___ ENTRIES PROVIDED

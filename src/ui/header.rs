//! Header rendering with ASCII art logo.

use ratatui::{
    layout::Rect,
    style::{Color, Modifier, Style, Stylize},
    text::{Line, Span},
    widgets::Paragraph,
    Frame,
};

use crate::app::App;
use crate::timer::TimerPhase;

use super::colors;

/// Logo rows, padded to the same width.
const LOGO: [&str; 4] = [
    " █     ▄▀▀▀ ▄▀▀▄ █▀▀▀  ",
    " █     █▀▀  █▀▀█ █▀▀   ",
    " █▄▄▄▄ ▀▄▄▄ █  █ █     ",
    "                       ",
];

/// Returns the session indicator: icon, label and color.
fn session_indicator(app: &App) -> (&'static str, &'static str, Color) {
    if app.session.is_running() && app.sos.is_enabled() {
        (" ✚ ", "SOS", colors::ERROR)
    } else if app.session.is_focus_guarded() {
        (" ◈ ", "FOCUS", colors::WARNING)
    } else if app.session.phase() == TimerPhase::Completed {
        (" ◈ ", "GROWN", colors::SUCCESS)
    } else {
        (" ◈ ", "READY", colors::SECONDARY)
    }
}

/// Draws the header with ASCII art logo and subtitle.
pub fn draw_header(frame: &mut Frame, area: Rect, app: &App) {
    let border_style = Style::default().fg(colors::BORDER);
    let dim_style = Style::default().fg(Color::Rgb(55, 65, 81));
    let muted_style = Style::default().fg(Color::Rgb(75, 85, 99));
    let logo_style = Style::default().fg(colors::PRIMARY).bold();

    // Status indicator
    let (icon, label, color) = session_indicator(app);
    let mut icon_style = Style::default().fg(color);
    if app.session.is_running() {
        icon_style = icon_style.add_modifier(Modifier::SLOW_BLINK);
    }

    // Top border with status indicator
    let line0 = Line::from(vec![
        Span::styled("┏", Style::default().fg(colors::ACCENT)),
        Span::styled("━━━━━━━━━━━━━━━━━━━━━━━", border_style),
        Span::styled("┓", Style::default().fg(colors::PRIMARY)),
        Span::styled("░▒▓", dim_style),
        Span::styled("┃", border_style),
        Span::styled(icon, icon_style),
        Span::styled(label, Style::default().fg(color).bold()),
        Span::styled(" ┃", border_style),
        Span::styled("▓▒░", dim_style),
        Span::styled("╍╍╍╍╍╍╍╍╍╍╍╍╍╍╍╍╍╍╍╍╍╍╍╍╍╍╍╍", dim_style),
    ]);

    // Logo line 1 + info panel top
    let line1 = Line::from(vec![
        Span::styled("┃", Style::default().fg(colors::ACCENT)),
        Span::styled(LOGO[0], logo_style),
        Span::styled("┃", Style::default().fg(colors::PRIMARY)),
        Span::styled("  ╭───────────────────────────────╮", border_style),
    ]);

    // Logo line 2 + title
    let line2 = Line::from(vec![
        Span::styled("┃", Style::default().fg(colors::ACCENT)),
        Span::styled(LOGO[1], logo_style),
        Span::styled("┃", Style::default().fg(colors::PRIMARY)),
        Span::styled("  │ ", border_style),
        Span::styled("◆", Style::default().fg(colors::ACCENT)),
        Span::styled(" LEAF", Style::default().fg(colors::PRIMARY).bold()),
        Span::styled("::", muted_style),
        Span::styled("ME", Style::default().fg(colors::KEY).bold()),
        Span::styled("::", muted_style),
        Span::styled("ALONE", Style::default().fg(colors::SECONDARY).bold()),
        Span::styled(" ▸▸ ", muted_style),
        Span::styled("TUI", Style::default().fg(colors::ACCENT).bold()),
        Span::styled(" ◆  │", border_style),
    ]);

    // Logo line 3 + info tags
    let line3 = Line::from(vec![
        Span::styled("┃", Style::default().fg(colors::ACCENT)),
        Span::styled(LOGO[2], logo_style),
        Span::styled("┃", Style::default().fg(colors::PRIMARY)),
        Span::styled("  │ ", border_style),
        Span::styled("▪", Style::default().fg(colors::SECONDARY)),
        Span::styled(" FOCUS ", Style::default().fg(colors::MUTED)),
        Span::styled("│", dim_style),
        Span::styled(" ▪", Style::default().fg(colors::SUCCESS)),
        Span::styled(" GROW ", Style::default().fg(colors::MUTED)),
        Span::styled("│", dim_style),
        Span::styled(" ▪", Style::default().fg(colors::WARNING)),
        Span::styled(format!(" v{}   │", env!("CARGO_PKG_VERSION")), border_style),
    ]);

    // Blank logo line + info panel bottom
    let line4 = Line::from(vec![
        Span::styled("┃", Style::default().fg(colors::ACCENT)),
        Span::styled(LOGO[3], logo_style),
        Span::styled("┃", Style::default().fg(colors::PRIMARY)),
        Span::styled("  ╰───────────────────────────────╯", border_style),
    ]);

    // Bottom border + current stage
    let stage = app.session.stage();
    let line5 = Line::from(vec![
        Span::styled("┗", Style::default().fg(colors::ACCENT)),
        Span::styled("━━━━━━━━━━━━━━━━━━━━━━━", border_style),
        Span::styled("┛", Style::default().fg(colors::PRIMARY)),
        Span::styled("  ╾╢", border_style),
        Span::styled(" ⬢  ", Style::default().fg(colors::stage(stage))),
        Span::styled(stage.label(), Style::default().fg(colors::stage(stage)).bold()),
        Span::styled(" ╟╼", border_style),
    ]);

    let header = Paragraph::new(vec![line0, line1, line2, line3, line4, line5]);
    frame.render_widget(header, area);
}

______

_WHAT TO PRODUCE_: Quote all of the entries exactly as they appear.

_WRITTEN ANSWER_:
filename src/ui/header.rs
//! Header rendering with ASCII art logo.

use ratatui::{
    layout::Rect,
    style::{Color, Modifier, Style, Stylize},
    text::{Line, Span},
    widgets::Paragraph,
    Frame,
};

use crate::app::App;
use crate::timer::TimerPhase;

use super::colors;

/// Logo rows, padded to the same width.
const LOGO: [&str; 4] = [
    " █     ▄▀▀▀ ▄▀▀▄ █▀▀▀  ",
    " █     █▀▀  █▀▀█ █▀▀   ",
    " █▄▄▄▄ ▀▄▄▄ █  █ █     ",
    "                       ",
];

/// Returns the session indicator: icon, label and color.
fn session_indicator(app: &App) -> (&'static str, &'static str, Color) {
    if app.session.is_running() && app.sos.is_enabled() {
        (" ✚ ", "SOS", colors::ERROR)
    } else if app.session.is_focus_guarded() {
        (" ◈ ", "FOCUS", colors::WARNING)
    } else if app.session.phase() == TimerPhase::Completed {
        (" ◈ ", "GROWN", colors::SUCCESS)
    } else {
        (" ◈ ", "READY", colors::SECONDARY)
    }
}

/// Draws the header with ASCII art logo and subtitle.
pub fn draw_header(frame: &mut Frame, area: Rect, app: &App) {
    let border_style = Style::default().fg(colors::BORDER);
    let dim_style = Style::default().fg(Color::Rgb(55, 65, 81));
    let muted_style = Style::default().fg(Color::Rgb(75, 85, 99));
    let logo_style = Style::default().fg(colors::PRIMARY).bold();

    // Status indicator
    let (icon, label, color) = session_indicator(app);
    let mut icon_style = Style::default().fg(color);
    if app.session.is_running() {
        icon_style = icon_style.add_modifier(Modifier::SLOW_BLINK);
    }

    // Top border with status indicator
    let line0 = Line::from(vec![
        Span::styled("┏", Style::default().fg(colors::ACCENT)),
        Span::styled("━━━━━━━━━━━━━━━━━━━━━━━", border_style),
        Span::styled("┓", Style::default().fg(colors::PRIMARY)),
        Span::styled("░▒▓", dim_style),
        Span::styled("┃", border_style),
        Span::styled(icon, icon_style),
        Span::styled(label, Style::default().fg(color).bold()),
        Span::styled(" ┃", border_style),
        Span::styled("▓▒░", dim_style),
        Span::styled("╍╍╍╍╍╍╍╍╍╍╍╍╍╍╍╍╍╍╍╍╍╍╍╍╍╍╍╍", dim_style),
    ]);

    // Logo line 1 + info panel top
    let line1 = Line::from(vec![
        Span::styled("┃", Style::default().fg(colors::ACCENT)),
        Span::styled(LOGO[0], logo_style),
        Span::styled("┃", Style::default().fg(colors::PRIMARY)),
        Span::styled("  ╭───────────────────────────────╮", border_style),
    ]);

    // Logo line 2 + title
    let line2 = Line::from(vec![
        Span::styled("┃", Style::default().fg(colors::ACCENT)),
        Span::styled(LOGO[1], logo_style),
        Span::styled("┃", Style::default().fg(colors::PRIMARY)),
        Span::styled("  │ ", border_style),
        Span::styled("◆", Style::default().fg(colors::ACCENT)),
        Span::styled(" LEAF", Style::default().fg(colors::PRIMARY).bold()),
        Span::styled("::", muted_style),
        Span::styled("ME", Style::default().fg(colors::KEY).bold()),
        Span::styled("::", muted_style),
        Span::styled("ALONE", Style::default().fg(colors::SECONDARY).bold()),
        Span::styled(" ▸▸ ", muted_style),
        Span::styled("TUI", Style::default().fg(colors::ACCENT).bold()),
        Span::styled(" ◆  │", border_style),
    ]);

    // Logo line 3 + info tags
    let line3 = Line::from(vec![
        Span::styled("┃", Style::default().fg(colors::ACCENT)),
        Span::styled(LOGO[2], logo_style),
        Span::styled("┃", Style::default().fg(colors::PRIMARY)),
        Span::styled("  │ ", border_style),
        Span::styled("▪", Style::default().fg(colors::SECONDARY)),
        Span::styled(" FOCUS ", Style::default().fg(colors::MUTED)),
        Span::styled("│", dim_style),
        Span::styled(" ▪", Style::default().fg(colors::SUCCESS)),
        Span::styled(" GROW ", Style::default().fg(colors::MUTED)),
        Span::styled("│", dim_style),
        Span::styled(" ▪", Style::default().fg(colors::WARNING)),
        Span::styled(format!(" v{}   │", env!("CARGO_PKG_VERSION")), border_style),
    ]);

    // Blank logo line + info panel bottom
    let line4 = Line::from(vec![
        Span::styled("┃", Style::default().fg(colors::ACCENT)),
        Span::styled(LOGO[3], logo_style),
        Span::styled("┃", Style::default().fg(colors::PRIMARY)),
        Span::styled("  ╰───────────────────────────────╯", border_style),
    ]);

    // Bottom border + current stage
    let stage = app.session.stage();
    let line5 = Line::from(vec![
        Span::styled("┗", Style::default().fg(colors::ACCENT)),
        Span::styled("━━━━━━━━━━━━━━━━━━━━━━━", border_style),
        Span::styled("┛", Style::default().fg(colors::PRIMARY)),
        Span::styled("  ╾╢", border_style),
        Span::styled(" ⬢  ", Style::default().fg(colors::stage(stage))),
        Span::styled(stage.label(), Style::default().fg(colors::stage(stage)).bold()),
        Span::styled(" ╟╼", border_style),
    ]);

    let header = Paragraph::new(vec![line0, line1, line2, line3, line4, line5]);
    frame.render_widget(header, area);
}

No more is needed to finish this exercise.